Andrzej Duda says that Poland will benefit from the New Silk Road, which is to connect China with countries of the EU: “I strongly hope that the strategic partnership between Poland and China, established in 2011, will now continue” he emphasized at the part of the meeting that was open to the media.
A politician of the right-wing party Law and Justice says: “Duda surprised the Chinese. They had a diplomatic and protocol problem with the visit as 16+1 is a summit of prime ministers, and here comes a president. The rank of offices was confused.”
The Chinese put on a brave face and Duda is met by President Xi Jinping. In record time, the visit gets the highest possible rank, with military assistance, national anthems and banners.
There is just one snag: the Polish guest’s show at the 16+1 summit in Suzhou is stolen by the Hungarian Prime Minister Viktor Orbán. He fiercely criticizes the European Union (as “rich and sluggish”) and boasts about his success: he is the only one out of the “16” to have put into effect the strategy of “opening to the East”, including China.

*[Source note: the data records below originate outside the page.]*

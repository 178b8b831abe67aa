use std::rc::Rc;

use chamber_core::records::TaskRecord;
use chamber_core::snapshot::ChamberSnapshot;
use yew::{
  Callback,
  ContextProvider,
  Html,
  function_component,
  html,
  use_effect_with,
  use_state
};
use yew_router::prelude::{
  BrowserRouter,
  Routable,
  Switch
};

use crate::components::NavBar;
use crate::storage::{
  self,
  Session
};
use crate::views::{
  BoardView,
  CalendarView,
  DashboardView,
  EventDetailView,
  EventsView,
  LoginView,
  NotFoundView,
  ProjectsView,
  UsersView
};

#[derive(Clone, Routable, PartialEq)]
pub enum Route {
  #[at("/")]
  Dashboard,
  #[at("/calendar")]
  Calendar,
  #[at("/events")]
  Events,
  #[at("/events/:id")]
  EventDetail { id: String },
  #[at("/projects")]
  Projects,
  #[at("/board")]
  Board,
  #[at("/users")]
  Users,
  #[at("/login")]
  Login,
  #[not_found]
  #[at("/404")]
  NotFound
}

#[derive(Clone, Debug, PartialEq)]
pub enum LoadState {
  Loading,
  Ready(Rc<ChamberSnapshot>),
  Failed(String)
}

#[derive(Clone, PartialEq)]
pub struct AppContext {
  pub snapshot:    LoadState,
  pub session:     Option<Session>,
  pub on_session:  Callback<Option<Session>>,
  pub on_tasks:    Callback<Vec<TaskRecord>>
}

fn switch(route: Route) -> Html {
  match route {
    | Route::Dashboard => {
      html! { <DashboardView /> }
    }
    | Route::Calendar => {
      html! { <CalendarView /> }
    }
    | Route::Events => {
      html! { <EventsView /> }
    }
    | Route::EventDetail {
      id
    } => {
      html! { <EventDetailView {id} /> }
    }
    | Route::Projects => {
      html! { <ProjectsView /> }
    }
    | Route::Board => {
      html! { <BoardView /> }
    }
    | Route::Users => {
      html! { <UsersView /> }
    }
    | Route::Login => {
      html! { <LoginView /> }
    }
    | Route::NotFound => {
      html! { <NotFoundView /> }
    }
  }
}

#[function_component(App)]
pub fn app() -> Html {
  let snapshot =
    use_state(|| LoadState::Loading);
  let session =
    use_state(storage::load_session);

  {
    let snapshot = snapshot.clone();
    use_effect_with((), move |_| {
      let next =
        match storage::load_snapshot() {
          | Ok(Some(loaded)) => {
            tracing::info!(
              meetings = loaded.meetings.len(),
              events = loaded.events.len(),
              projects = loaded.projects.len(),
              tasks = loaded.tasks.len(),
              "loaded chamber snapshot"
            );
            LoadState::Ready(Rc::new(loaded))
          }
          | Ok(None) => {
            LoadState::Ready(Rc::new(
              ChamberSnapshot::default()
            ))
          }
          | Err(error) => {
            tracing::error!(
              %error,
              "failed loading snapshot"
            );
            LoadState::Failed(error)
          }
        };
      snapshot.set(next);
      || ()
    });
  }

  let on_session = {
    let session = session.clone();
    Callback::from(
      move |next: Option<Session>| {
        storage::save_session(
          next.as_ref()
        );
        session.set(next);
      }
    )
  };

  let on_tasks = {
    let snapshot = snapshot.clone();
    Callback::from(
      move |tasks: Vec<TaskRecord>| {
        let LoadState::Ready(current) =
          &*snapshot
        else {
          tracing::warn!(
            "task update before snapshot \
             was ready"
          );
          return;
        };
        match storage::save_tasks(
          current, tasks
        ) {
          | Ok(next) => snapshot.set(
            LoadState::Ready(Rc::new(next))
          ),
          | Err(error) => {
            tracing::error!(
              %error,
              "failed saving tasks"
            );
          }
        }
      }
    )
  };

  let context = AppContext {
    snapshot: (*snapshot).clone(),
    session: (*session).clone(),
    on_session,
    on_tasks
  };

  html! {
      <BrowserRouter>
          <ContextProvider<AppContext> {context}>
              <div class="shell">
                  <NavBar />
                  <main class="content">
                      <Switch<Route> render={switch} />
                  </main>
              </div>
          </ContextProvider<AppContext>>
      </BrowserRouter>
  }
}
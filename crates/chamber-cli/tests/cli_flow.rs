use std::fs;

use chamber_cli::commands::move_task;
use chamber_cli::datastore::DataStore;
use chamber_core::board::Lane;
use chamber_core::snapshot::ChamberSnapshot;
use tempfile::tempdir;

const SNAPSHOT: &str = r#"{
  "meetings": [{ "id": 1, "title": "Board", "date": "2024-01-01", "end_date": "2024-01-01" }],
  "events": [{ "id": 1, "title": "Mixer", "start_date": "2024-02-01T18:00:00Z" }],
  "tasks": [
    { "id": 5, "title": "Print flyers", "status": "todo", "due_date": "2024-01-15" },
    { "id": 6, "title": "Order catering", "status": "in_progress" }
  ],
  "users": [{ "id": "u1", "name": "Ada", "email": "ada@example.org", "role": "board" }]
}"#;

#[test]
fn snapshot_roundtrip_and_drop_persist() {
    let temp = tempdir().expect("tempdir");
    let store = DataStore::open(temp.path()).expect("open datastore");

    let snapshot = ChamberSnapshot::from_json_str(SNAPSHOT).expect("parse snapshot");
    store.save_snapshot(&snapshot).expect("seed datastore");

    let loaded = store.load_snapshot().expect("load snapshot");
    assert_eq!(loaded, snapshot);
    assert_eq!(loaded.calendar_items().len(), 2);

    assert!(move_task(&store, "5", Lane::Done).expect("move task"));
    assert!(!move_task(&store, "5", Lane::Done).expect("repeat move"));
    assert!(move_task(&store, "404", Lane::Done).is_err());

    let tasks = store.load_tasks().expect("reload tasks");
    assert_eq!(tasks[0].status, Lane::Done);
    assert_eq!(tasks[1].status, Lane::InProgress);
}

#[test]
fn missing_files_read_as_empty_and_bad_lines_fail() {
    let temp = tempdir().expect("tempdir");
    let store = DataStore::open(temp.path()).expect("open datastore");

    assert!(store.load_snapshot().expect("empty snapshot").is_empty());

    fs::write(&store.events_path, "{\"id\": 1}\nnot json\n").expect("write events");
    let err = store.load_snapshot().expect_err("malformed events");
    assert!(format!("{err:#}").contains("events.data"));
}
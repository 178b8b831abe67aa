use std::collections::BTreeMap;
use std::fs;
use std::path::{
  Path,
  PathBuf
};

use anyhow::{
  Context,
  anyhow
};
use chamber_core::permissions::Role;
use tracing::{
  debug,
  info,
  trace,
  warn
};

const DEFAULTS: [(&str, &str); 5] = [
  ("data.location", "~/.chamber"),
  ("color", "on"),
  ("session.role", "staff"),
  ("dashboard.upcoming", "5"),
  ("dashboard.due_soon_days", "7")
];

#[derive(Debug, Clone)]
pub struct Config {
  map: BTreeMap<String, String>,
  pub loaded_files: Vec<PathBuf>
}

impl Default for Config {
  fn default() -> Self {
    Self {
      map:          DEFAULTS
        .iter()
        .map(|(k, v)| {
          (k.to_string(), v.to_string())
        })
        .collect(),
      loaded_files: vec![]
    }
  }
}

impl Config {
  #[tracing::instrument(skip(
    rc_override
  ))]
  pub fn load(
    rc_override: Option<&Path>
  ) -> anyhow::Result<Self> {
    let mut cfg = Config::default();

    let rc =
      resolve_chamberrc_path(rc_override)?;
    if let Some(path) = rc {
      info!(chamberrc = %path.display(), "loading chamberrc");
      cfg.load_file(&path)?;
    } else {
      debug!(
        "no chamberrc found; using \
         defaults"
      );
    }

    Ok(cfg)
  }

  #[tracing::instrument(skip(
    self, overrides
  ))]
  pub fn apply_overrides<I>(
    &mut self,
    overrides: I
  ) where
    I: IntoIterator<
      Item = (String, String)
    >
  {
    for (k, v) in overrides {
      let key = k
        .strip_prefix("rc.")
        .unwrap_or(&k)
        .to_string();
      debug!(key = %key, value = %v, "applying override");
      self.map.insert(key, v);
    }
  }

  pub fn get(
    &self,
    key: &str
  ) -> Option<String> {
    self.map.get(key).cloned()
  }

  pub fn get_bool(
    &self,
    key: &str
  ) -> Option<bool> {
    self
      .map
      .get(key)
      .map(|v| parse_bool(v))
  }

  pub fn get_parsed<T>(
    &self,
    key: &str
  ) -> anyhow::Result<T>
  where
    T: std::str::FromStr,
    T::Err: std::fmt::Display
  {
    let raw = self.get(key).ok_or_else(
      || anyhow!("missing config key {key}")
    )?;
    raw.trim().parse::<T>().map_err(
      |err| {
        anyhow!(
          "invalid value for {key}: \
           {raw} ({err})"
        )
      }
    )
  }

  pub fn session_role(
    &self
  ) -> anyhow::Result<Role> {
    self.get_parsed("session.role")
  }

  pub fn iter(
    &self
  ) -> impl Iterator<Item = (&String, &String)>
  {
    self.map.iter()
  }

  #[tracing::instrument(skip(self))]
  fn load_file(
    &mut self,
    path: &Path
  ) -> anyhow::Result<()> {
    let path = expand_tilde(path);
    let text =
      fs::read_to_string(&path)
        .with_context(|| {
          format!(
            "failed to read {}",
            path.display()
          )
        })?;

    self
      .loaded_files
      .push(path.clone());

    let base_dir = path
      .parent()
      .map(|p| p.to_path_buf())
      .unwrap_or_else(|| {
        PathBuf::from(".")
      });

    for (line_num, raw_line) in
      text.lines().enumerate()
    {
      let mut line = raw_line.trim();
      if let Some((before, _)) =
        line.split_once('#')
      {
        line = before.trim();
      }

      if line.is_empty() {
        continue;
      }

      if let Some(include_rest) =
        line.strip_prefix("include ")
      {
        let include_path =
          resolve_include_path(
            &base_dir,
            include_rest.trim()
          )?;
        debug!(
            file = %path.display(),
            include = %include_path.display(),
            line = line_num + 1,
            "processing include"
        );

        if include_path.exists() {
          self
            .load_file(&include_path)?;
        } else {
          warn!(include = %include_path.display(), "include file does not exist; skipping");
        }
        continue;
      }

      let (k, v) = line
        .split_once('=')
        .ok_or_else(|| {
          anyhow!(
            "invalid config line \
             {}:{}: {}",
            path.display(),
            line_num + 1,
            raw_line
          )
        })?;

      let key = k.trim().to_string();
      let value = v.trim().to_string();
      trace!(key = %key, value = %value, "loaded config key");
      self.map.insert(key, value);
    }

    Ok(())
  }
}

#[tracing::instrument(skip(
  cfg,
  override_dir
))]
pub fn resolve_data_dir(
  cfg: &Config,
  override_dir: Option<&Path>
) -> anyhow::Result<PathBuf> {
  let dir = if let Some(path) =
    override_dir
  {
    path.to_path_buf()
  } else if let Some(cfg_value) =
    cfg.get("data.location")
  {
    expand_tilde(Path::new(&cfg_value))
  } else {
    default_data_dir()?
  };

  if !dir.exists() {
    info!(dir = %dir.display(), "creating data directory");
    fs::create_dir_all(&dir)
      .with_context(|| {
        format!(
          "failed to create {}",
          dir.display()
        )
      })?;
  }

  Ok(dir)
}

#[tracing::instrument(skip(
  override_path
))]
fn resolve_chamberrc_path(
  override_path: Option<&Path>
) -> anyhow::Result<Option<PathBuf>> {
  if let Some(path) = override_path {
    return Ok(Some(path.to_path_buf()));
  }

  if let Ok(rc_env) =
    std::env::var("CHAMBERRC")
  {
    if rc_env == "/dev/null" {
      return Ok(None);
    }
    return Ok(Some(PathBuf::from(
      rc_env
    )));
  }

  let Some(home) = dirs::home_dir()
  else {
    warn!(
      "cannot determine home \
       directory; skipping chamberrc"
    );
    return Ok(None);
  };
  let candidate =
    home.join(".chamberrc");
  if candidate.exists() {
    return Ok(Some(candidate));
  }

  Ok(None)
}

fn default_data_dir()
-> anyhow::Result<PathBuf> {
  let home = dirs::home_dir()
    .ok_or_else(|| {
      anyhow!(
        "cannot determine home \
         directory"
      )
    })?;
  Ok(home.join(".chamber"))
}

fn resolve_include_path(
  base_dir: &Path,
  include: &str
) -> anyhow::Result<PathBuf> {
  if include.trim().is_empty() {
    return Err(anyhow!(
      "include path cannot be empty"
    ));
  }

  let raw = PathBuf::from(include);
  let expanded = expand_tilde(&raw);
  if expanded.is_absolute() {
    Ok(expanded)
  } else {
    Ok(base_dir.join(expanded))
  }
}

fn expand_tilde(
  path: &Path
) -> PathBuf {
  let text = path.to_string_lossy();
  if let Some(rest) =
    text.strip_prefix("~/")
    && let Some(home) = dirs::home_dir()
  {
    return home.join(rest);
  }
  path.to_path_buf()
}

fn parse_bool(s: &str) -> bool {
  matches!(
    s.trim()
      .to_ascii_lowercase()
      .as_str(),
    "1" | "y" | "yes" | "on" | "true"
  )
}

#[cfg(test)]
mod tests {
  use std::io::Write;

  use tempfile::tempdir;

  use super::*;

  #[test]
  fn defaults_cover_session_and_dashboard() {
    let cfg = Config::default();
    assert_eq!(
      cfg.session_role().expect("role"),
      Role::Staff
    );
    assert_eq!(
      cfg
        .get_parsed::<usize>(
          "dashboard.upcoming"
        )
        .expect("limit"),
      5
    );
    assert_eq!(cfg.get_bool("color"), Some(true));
  }

  #[test]
  fn loads_file_with_comments_and_includes() {
    let dir = tempdir().expect("tempdir");
    let included = dir.path().join("extra.rc");
    fs::write(&included, "color = off\n")
      .expect("write include");

    let main = dir.path().join("main.rc");
    let mut file =
      fs::File::create(&main).expect("create rc");
    writeln!(file, "# chamber settings")
      .expect("write");
    writeln!(file, "session.role = board  # officers")
      .expect("write");
    writeln!(file, "include extra.rc")
      .expect("write");

    let cfg =
      Config::load(Some(&main)).expect("load rc");
    assert_eq!(
      cfg.session_role().expect("role"),
      Role::Board
    );
    assert_eq!(cfg.get_bool("color"), Some(false));
    assert_eq!(cfg.loaded_files.len(), 2);
  }

  #[test]
  fn overrides_strip_rc_prefix_and_bad_roles_fail()
  {
    let mut cfg = Config::default();
    cfg.apply_overrides(vec![(
      "rc.session.role".to_string(),
      "treasurer".to_string()
    )]);
    assert!(cfg.session_role().is_err());
  }

  #[test]
  fn malformed_line_is_reported() {
    let dir = tempdir().expect("tempdir");
    let rc = dir.path().join("bad.rc");
    fs::write(&rc, "just words\n")
      .expect("write rc");
    let err = Config::load(Some(&rc))
      .expect_err("malformed rc");
    assert!(
      err
        .to_string()
        .contains("invalid config line")
    );
  }
}
use chamber_core::calendar::CalendarTime;
use yew::{
  Html,
  function_component,
  html,
  use_context
};
use yew_router::prelude::Link;

use super::render_snapshot;
use crate::app::{
  AppContext,
  Route
};
use crate::components::{
  EmptyView,
  format_calendar_time
};

#[function_component(EventsView)]
pub fn events_view() -> Html {
  let context = use_context::<AppContext>();

  render_snapshot(context.as_ref(), |snapshot| {
    if snapshot.events.is_empty() {
      return html! {
          <section class="view events">
              <h1>{ "Events" }</h1>
              <EmptyView message="No events yet." />
          </section>
      };
    }

    html! {
        <section class="view events">
            <h1>{ "Events" }</h1>
            <div class="card-list">
                {
                    for snapshot.events.iter().map(|event| {
                        let id = event.id.to_string();
                        let route = Route::EventDetail { id: id.clone() };
                        let starts = format_calendar_time(
                            &CalendarTime::from_value(&event.start_date),
                            false,
                        );
                        html! {
                            <div class="card event-card" key={id}>
                                <Link<Route> to={route}>
                                    { event.title.clone().unwrap_or_else(|| "Untitled event".to_string()) }
                                </Link<Route>>
                                <div class="card-meta">{ starts }</div>
                                <div class="card-meta">
                                    { event.location.clone().unwrap_or_default() }
                                </div>
                                <span class="badge">{ format!("{} attending", event.attending_count()) }</span>
                            </div>
                        }
                    })
                }
            </div>
        </section>
    }
  })
}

In Poland, Duda’s visit goes unnoticed. Only the right-wing press supported thorough ads by state companies sparkles with optimistic titles: ”New Silk Road or new ideas for Polish-Chinese cooperation”, “The Chinese to invest in LOT Polish Airlines? The Ministry of the Treasury is looking for an investor for the domestic carrier”, “Imports from China are gaining momentum”, “New Silk Road is an opportunity for the courier market”.
Former head of Polish Investment and Trade Agency Sławomir Majman who is now Foreign Affairs Advisor to the President of Employers of Poland claims: The New Silk Road initiative is China’s great national idea. Duda’s circles have sensed it quite well. He had a good speech in China, saying the initiative is the largest geopolitical project of the 21st century and, in a sense, it is so, because its economic and transport aspects are only secondary.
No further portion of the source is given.